-- DIRECTIONS FOR THIS TASK --
From the first record below to the last, retype each one exactly.

-- RECORDED INFORMATION --
use bitflags::bitflags;
use std::fmt;

use odin_types::{EntityId, ExactValue, TypeId};

use crate::{BlockId, Instr, ProcId};

#[derive(Clone, Copy, Debug, Eq, Hash, Ord, PartialEq, PartialOrd)]
pub struct ValueId(u32);

impl ValueId {
    pub const fn new(index: usize) -> Self {
        Self(index as u32)
    }

    pub const fn index(self) -> usize {
        self.0 as usize
    }
}

impl fmt::Display for ValueId {
    fn fmt(&self, f: &mut fmt::Formatter<'_>) -> fmt::Result {
        write!(f, "%{}", self.0)
    }
}

bitflags! {
    pub struct GlobalFlags: u8 {
        const CONSTANT = 0b0000_0001;
        const PRIVATE = 0b0000_0010;
        const THREAD_LOCAL = 0b0000_0100;
        const FOREIGN = 0b0000_1000;
        const UNNAMED_ADDR = 0b0001_0000;
    }
}

#[derive(Clone, Debug, PartialEq)]
pub struct Global {
    pub name: String,
    pub entity: Option<EntityId>,
    /// A global's value is its address, so this is a pointer type.
    pub ty: TypeId,
    /// Constant initializer, if any.
    pub value: Option<ValueId>,
    /// Instructions that use this global.
    pub referrers: Vec<ValueId>,
    pub flags: GlobalFlags,
}

#[derive(Clone, Debug, PartialEq)]
pub enum Value {
    Constant {
        ty: TypeId,
        value: ExactValue,
    },
    /// A slice over a constant backing array global.
    ConstantSlice {
        ty: TypeId,
        backing: ValueId,
        count: i64,
    },
    Nil(TypeId),
    TypeName {
        ty: TypeId,
        name: String,
    },
    Global(Global),
    Param {
        parent: ProcId,
        entity: Option<EntityId>,
        name: String,
        ty: TypeId,
    },
    Proc(ProcId),
    Block(BlockId),
    Instr(Instr),
}

impl Value {
    pub fn as_instr(&self) -> Option<&Instr> {
        match self {
            Self::Instr(instr) => Some(instr),
            _ => None,
        }
    }

    pub fn as_constant(&self) -> Option<&ExactValue> {
        match self {
            Self::Constant { value, .. } => Some(value),
            _ => None,
        }
    }

    pub fn is_constant(&self) -> bool {
        matches!(self, Self::Constant { .. } | Self::ConstantSlice { .. } | Self::Nil(_))
    }
}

-- SOLUTION TO THIS EXERCISE --
use bitflags::bitflags;
use std::fmt;

use odin_types::{EntityId, ExactValue, TypeId};

use crate::{BlockId, Instr, ProcId};

#[derive(Clone, Copy, Debug, Eq, Hash, Ord, PartialEq, PartialOrd)]
pub struct ValueId(u32);

impl ValueId {
    pub const fn new(index: usize) -> Self {
        Self(index as u32)
    }

    pub const fn index(self) -> usize {
        self.0 as usize
    }
}

impl fmt::Display for ValueId {
    fn fmt(&self, f: &mut fmt::Formatter<'_>) -> fmt::Result {
        write!(f, "%{}", self.0)
    }
}

bitflags! {
    pub struct GlobalFlags: u8 {
        const CONSTANT = 0b0000_0001;
        const PRIVATE = 0b0000_0010;
        const THREAD_LOCAL = 0b0000_0100;
        const FOREIGN = 0b0000_1000;
        const UNNAMED_ADDR = 0b0001_0000;
    }
}

#[derive(Clone, Debug, PartialEq)]
pub struct Global {
    pub name: String,
    pub entity: Option<EntityId>,
    /// A global's value is its address, so this is a pointer type.
    pub ty: TypeId,
    /// Constant initializer, if any.
    pub value: Option<ValueId>,
    /// Instructions that use this global.
    pub referrers: Vec<ValueId>,
    pub flags: GlobalFlags,
}

#[derive(Clone, Debug, PartialEq)]
pub enum Value {
    Constant {
        ty: TypeId,
        value: ExactValue,
    },
    /// A slice over a constant backing array global.
    ConstantSlice {
        ty: TypeId,
        backing: ValueId,
        count: i64,
    },
    Nil(TypeId),
    TypeName {
        ty: TypeId,
        name: String,
    },
    Global(Global),
    Param {
        parent: ProcId,
        entity: Option<EntityId>,
        name: String,
        ty: TypeId,
    },
    Proc(ProcId),
    Block(BlockId),
    Instr(Instr),
}

impl Value {
    pub fn as_instr(&self) -> Option<&Instr> {
        match self {
            Self::Instr(instr) => Some(instr),
            _ => None,
        }
    }

    pub fn as_constant(&self) -> Option<&ExactValue> {
        match self {
            Self::Constant { value, .. } => Some(value),
            _ => None,
        }
    }

    pub fn is_constant(&self) -> bool {
        matches!(self, Self::Constant { .. } | Self::ConstantSlice { .. } | Self::Nil(_))
    }
}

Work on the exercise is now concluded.